----- SUPPLIED DATA
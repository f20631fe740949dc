//! Core dataset types for SmartGrid

use chrono::{NaiveDate, NaiveDateTime};
use indexmap::IndexMap;
use serde::{Deserialize, Serialize};
use std::cmp::Ordering;

use crate::filter_types::NullPosition;

/// A cell value that can represent any column type
#[derive(Debug, Clone, PartialEq, Serialize, Deserialize, Default)]
pub enum Value {
    /// Absent value
    #[default]
    Null,
    /// Boolean
    Bool(bool),
    /// 64-bit signed integer
    Int(i64),
    /// 64-bit floating point
    Float(f64),
    /// UTF-8 string
    String(String),
    /// Calendar date
    Date(NaiveDate),
    /// Date and time without timezone
    DateTime(NaiveDateTime),
    /// Array of values (multi-select, date ranges)
    Array(Vec<Value>),
    /// Nested sub-rows
    Rows(Vec<Row>),
}

impl Value {
    /// Check if the value is NULL
    pub fn is_null(&self) -> bool {
        matches!(self, Value::Null)
    }

    /// Null, blank strings and empty collections are empty
    pub fn is_empty(&self) -> bool {
        match self {
            Value::Null => true,
            Value::String(s) => s.trim().is_empty(),
            Value::Array(items) => items.iter().all(Value::is_empty),
            Value::Rows(rows) => rows.is_empty(),
            _ => false,
        }
    }

    /// Try to get as a string
    pub fn as_str(&self) -> Option<&str> {
        match self {
            Value::String(s) => Some(s),
            _ => None,
        }
    }

    /// Try to get as i64
    pub fn as_i64(&self) -> Option<i64> {
        match self {
            Value::Int(v) => Some(*v),
            Value::String(s) => s.trim().parse::<i64>().ok(),
            _ => None,
        }
    }

    /// Try to get as f64
    pub fn as_f64(&self) -> Option<f64> {
        match self {
            Value::Int(v) => Some(*v as f64),
            Value::Float(v) => Some(*v),
            Value::String(s) => s.trim().parse::<f64>().ok(),
            _ => None,
        }
    }

    /// Try to get as bool
    pub fn as_bool(&self) -> Option<bool> {
        match self {
            Value::Bool(v) => Some(*v),
            Value::String(s) => match s.trim().to_ascii_lowercase().as_str() {
                "true" | "yes" | "1" => Some(true),
                "false" | "no" | "0" => Some(false),
                _ => None,
            },
            _ => None,
        }
    }

    /// Try to get as a date. Strings are parsed as ISO dates or date-times.
    pub fn as_date(&self) -> Option<NaiveDate> {
        match self {
            Value::Date(d) => Some(*d),
            Value::DateTime(dt) => Some(dt.date()),
            Value::String(s) => parse_date(s),
            _ => None,
        }
    }

    pub fn as_array(&self) -> Option<&[Value]> {
        match self {
            Value::Array(items) => Some(items),
            _ => None,
        }
    }

    /// Nested sub-rows, if this value holds any
    pub fn as_rows(&self) -> Option<&[Row]> {
        match self {
            Value::Rows(rows) => Some(rows),
            _ => None,
        }
    }

    pub fn as_rows_mut(&mut self) -> Option<&mut Vec<Row>> {
        match self {
            Value::Rows(rows) => Some(rows),
            _ => None,
        }
    }

    /// Display text lowered for case-insensitive matching
    pub fn search_text(&self) -> String {
        self.to_string().to_lowercase()
    }

    /// Compare two values, placing nulls according to `nulls`
    pub fn compare(&self, other: &Value, nulls: NullPosition) -> Ordering {
        match (self.is_null(), other.is_null()) {
            (true, true) => Ordering::Equal,
            (true, false) => match nulls {
                NullPosition::First => Ordering::Less,
                NullPosition::Last => Ordering::Greater,
            },
            (false, true) => match nulls {
                NullPosition::First => Ordering::Greater,
                NullPosition::Last => Ordering::Less,
            },
            (false, false) => compare_non_null_values(self, other),
        }
    }
}

/// Parse `YYYY-MM-DD`, or the date part of an ISO date-time
pub fn parse_date(input: &str) -> Option<NaiveDate> {
    let trimmed = input.trim();
    if trimmed.is_empty() {
        return None;
    }
    if let Ok(date) = NaiveDate::parse_from_str(trimmed, "%Y-%m-%d") {
        return Some(date);
    }
    for format in ["%Y-%m-%dT%H:%M:%S", "%Y-%m-%d %H:%M:%S", "%Y-%m-%dT%H:%M"] {
        if let Ok(dt) = NaiveDateTime::parse_from_str(trimmed, format) {
            return Some(dt.date());
        }
    }
    chrono::DateTime::parse_from_rfc3339(trimmed)
        .ok()
        .map(|dt| dt.date_naive())
}

/// Compare two non-null values
fn compare_non_null_values(a: &Value, b: &Value) -> Ordering {
    match (a, b) {
        (Value::Bool(a), Value::Bool(b)) => a.cmp(b),
        (Value::Int(a), Value::Int(b)) => a.cmp(b),
        (Value::Float(a), Value::Float(b)) => a.partial_cmp(b).unwrap_or(Ordering::Equal),

        // Case-insensitive first so "apple" and "Banana" order naturally
        (Value::String(a), Value::String(b)) => a
            .to_lowercase()
            .cmp(&b.to_lowercase())
            .then_with(|| a.cmp(b)),

        (Value::Date(a), Value::Date(b)) => a.cmp(b),
        (Value::DateTime(a), Value::DateTime(b)) => a.cmp(b),
        (Value::Date(a), Value::DateTime(b)) => a.cmp(&b.date()),
        (Value::DateTime(a), Value::Date(b)) => a.date().cmp(b),

        (Value::Array(a), Value::Array(b)) => match a.len().cmp(&b.len()) {
            Ordering::Equal => {
                for (va, vb) in a.iter().zip(b.iter()) {
                    let cmp = va.compare(vb, NullPosition::Last);
                    if cmp != Ordering::Equal {
                        return cmp;
                    }
                }
                Ordering::Equal
            }
            other => other,
        },

        (Value::Rows(a), Value::Rows(b)) => a.len().cmp(&b.len()),

        // Cross-type numeric comparison (promote to f64)
        (a, b) if a.as_f64().is_some() && b.as_f64().is_some() => a
            .as_f64()
            .partial_cmp(&b.as_f64())
            .unwrap_or(Ordering::Equal),

        // Date stored as string against a real date
        (a, b) if a.as_date().is_some() && b.as_date().is_some() => a.as_date().cmp(&b.as_date()),

        // Fallback: compare string representations
        _ => a.search_text().cmp(&b.search_text()),
    }
}

impl std::fmt::Display for Value {
    fn fmt(&self, f: &mut std::fmt::Formatter<'_>) -> std::fmt::Result {
        match self {
            Value::Null => Ok(()),
            Value::Bool(v) => write!(f, "{}", v),
            Value::Int(v) => write!(f, "{}", v),
            Value::Float(v) => write!(f, "{}", v),
            Value::String(v) => write!(f, "{}", v),
            Value::Date(v) => write!(f, "{}", v.format("%Y-%m-%d")),
            Value::DateTime(v) => write!(f, "{}", v.format("%Y-%m-%dT%H:%M:%S")),
            Value::Array(items) => {
                let parts: Vec<String> = items.iter().map(|v| v.to_string()).collect();
                write!(f, "{}", parts.join(", "))
            }
            Value::Rows(rows) => write!(f, "[{} rows]", rows.len()),
        }
    }
}

impl From<bool> for Value {
    fn from(v: bool) -> Self {
        Value::Bool(v)
    }
}

impl From<i64> for Value {
    fn from(v: i64) -> Self {
        Value::Int(v)
    }
}

impl From<i32> for Value {
    fn from(v: i32) -> Self {
        Value::Int(v as i64)
    }
}

impl From<f64> for Value {
    fn from(v: f64) -> Self {
        Value::Float(v)
    }
}

impl From<&str> for Value {
    fn from(v: &str) -> Self {
        Value::String(v.to_string())
    }
}

impl From<String> for Value {
    fn from(v: String) -> Self {
        Value::String(v)
    }
}

impl From<NaiveDate> for Value {
    fn from(v: NaiveDate) -> Self {
        Value::Date(v)
    }
}

impl From<Vec<Value>> for Value {
    fn from(v: Vec<Value>) -> Self {
        Value::Array(v)
    }
}

impl From<Vec<Row>> for Value {
    fn from(v: Vec<Row>) -> Self {
        Value::Rows(v)
    }
}

impl<T: Into<Value>> From<Option<T>> for Value {
    fn from(v: Option<T>) -> Self {
        v.map(Into::into).unwrap_or(Value::Null)
    }
}

static NULL_VALUE: Value = Value::Null;

/// A dataset row: field name to value, in insertion order
#[derive(Debug, Clone, PartialEq, Default, Serialize, Deserialize)]
#[serde(transparent)]
pub struct Row(IndexMap<String, Value>);

impl Row {
    pub fn new() -> Self {
        Self::default()
    }

    /// Builder-style field insertion
    pub fn with(mut self, key: impl Into<String>, value: impl Into<Value>) -> Self {
        self.0.insert(key.into(), value.into());
        self
    }

    pub fn get(&self, key: &str) -> Option<&Value> {
        self.0.get(key)
    }

    /// Value for `key`, or `Value::Null` when the field is absent
    pub fn value(&self, key: &str) -> &Value {
        self.0.get(key).unwrap_or(&NULL_VALUE)
    }

    /// Set a field, returning the previous value
    pub fn set(&mut self, key: impl Into<String>, value: impl Into<Value>) -> Option<Value> {
        self.0.insert(key.into(), value.into())
    }

    pub fn remove(&mut self, key: &str) -> Option<Value> {
        self.0.shift_remove(key)
    }

    pub fn contains_key(&self, key: &str) -> bool {
        self.0.contains_key(key)
    }

    /// Nested sub-rows stored under `key`
    pub fn nested(&self, key: &str) -> Option<&[Row]> {
        self.0.get(key).and_then(Value::as_rows)
    }

    pub fn nested_mut(&mut self, key: &str) -> Option<&mut Vec<Row>> {
        self.0.get_mut(key).and_then(Value::as_rows_mut)
    }

    /// True when `key` holds a non-empty array of sub-rows
    pub fn has_nested(&self, key: &str) -> bool {
        self.nested(key).is_some_and(|rows| !rows.is_empty())
    }

    pub fn keys(&self) -> impl Iterator<Item = &str> {
        self.0.keys().map(|k| k.as_str())
    }

    pub fn iter(&self) -> impl Iterator<Item = (&str, &Value)> {
        self.0.iter().map(|(k, v)| (k.as_str(), v))
    }

    pub fn len(&self) -> usize {
        self.0.len()
    }

    pub fn is_empty(&self) -> bool {
        self.0.is_empty()
    }
}

impl<K: Into<String>, V: Into<Value>> FromIterator<(K, V)> for Row {
    fn from_iter<I: IntoIterator<Item = (K, V)>>(iter: I) -> Self {
        Row(iter
            .into_iter()
            .map(|(k, v)| (k.into(), v.into()))
            .collect())
    }
}

/// Stable row identity
#[derive(Debug, Clone, PartialEq, Eq, Hash, PartialOrd, Ord, Serialize, Deserialize)]
#[serde(transparent)]
pub struct RowId(String);

impl RowId {
    pub fn new(id: impl Into<String>) -> Self {
        Self(id.into())
    }

    /// Fallback identity for a row whose key is missing
    pub fn positional(index: usize) -> Self {
        Self(format!("#{}", index))
    }

    pub fn is_positional(&self) -> bool {
        self.0.starts_with('#')
    }

    pub fn as_str(&self) -> &str {
        &self.0
    }
}

impl std::fmt::Display for RowId {
    fn fmt(&self, f: &mut std::fmt::Formatter<'_>) -> std::fmt::Result {
        write!(f, "{}", self.0)
    }
}

impl From<&str> for RowId {
    fn from(id: &str) -> Self {
        Self::new(id)
    }
}

impl From<i64> for RowId {
    fn from(id: i64) -> Self {
        Self(id.to_string())
    }
}

/// Primary-key accessor used to derive a `RowId`
#[derive(Debug, Clone, PartialEq, Eq, Serialize, Deserialize)]
pub enum RowKey {
    Field(String),
    /// Composite key, parts joined with `|`
    Fields(Vec<String>),
}

impl Default for RowKey {
    fn default() -> Self {
        RowKey::Field("id".to_string())
    }
}

impl RowKey {
    pub fn field(key: impl Into<String>) -> Self {
        RowKey::Field(key.into())
    }

    /// Identity of `row`, or `None` if any key part is missing
    pub fn resolve(&self, row: &Row) -> Option<RowId> {
        match self {
            RowKey::Field(key) => {
                let value = row.value(key);
                (!value.is_empty()).then(|| RowId(value.to_string()))
            }
            RowKey::Fields(keys) => {
                let mut parts = Vec::with_capacity(keys.len());
                for key in keys {
                    let value = row.value(key);
                    if value.is_empty() {
                        return None;
                    }
                    parts.push(value.to_string());
                }
                (!parts.is_empty()).then(|| RowId(parts.join("|")))
            }
        }
    }

    /// Like `resolve`, falling back to a positional id
    pub fn resolve_or_position(&self, row: &Row, index: usize) -> RowId {
        self.resolve(row).unwrap_or_else(|| {
            tracing::warn!(key = ?self, index, "row is missing its key, using positional id");
            RowId::positional(index)
        })
    }
}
----------
EXERCISE INSTRUCTIONS
Note each line above that contains "Clone" and copy it out.

SOLVED EXERCISE
#[derive(Debug, Clone, PartialEq, Serialize, Deserialize, Default)]
#[derive(Debug, Clone, PartialEq, Default, Serialize, Deserialize)]
#[derive(Debug, Clone, PartialEq, Eq, Hash, PartialOrd, Ord, Serialize, Deserialize)]
#[derive(Debug, Clone, PartialEq, Eq, Serialize, Deserialize)]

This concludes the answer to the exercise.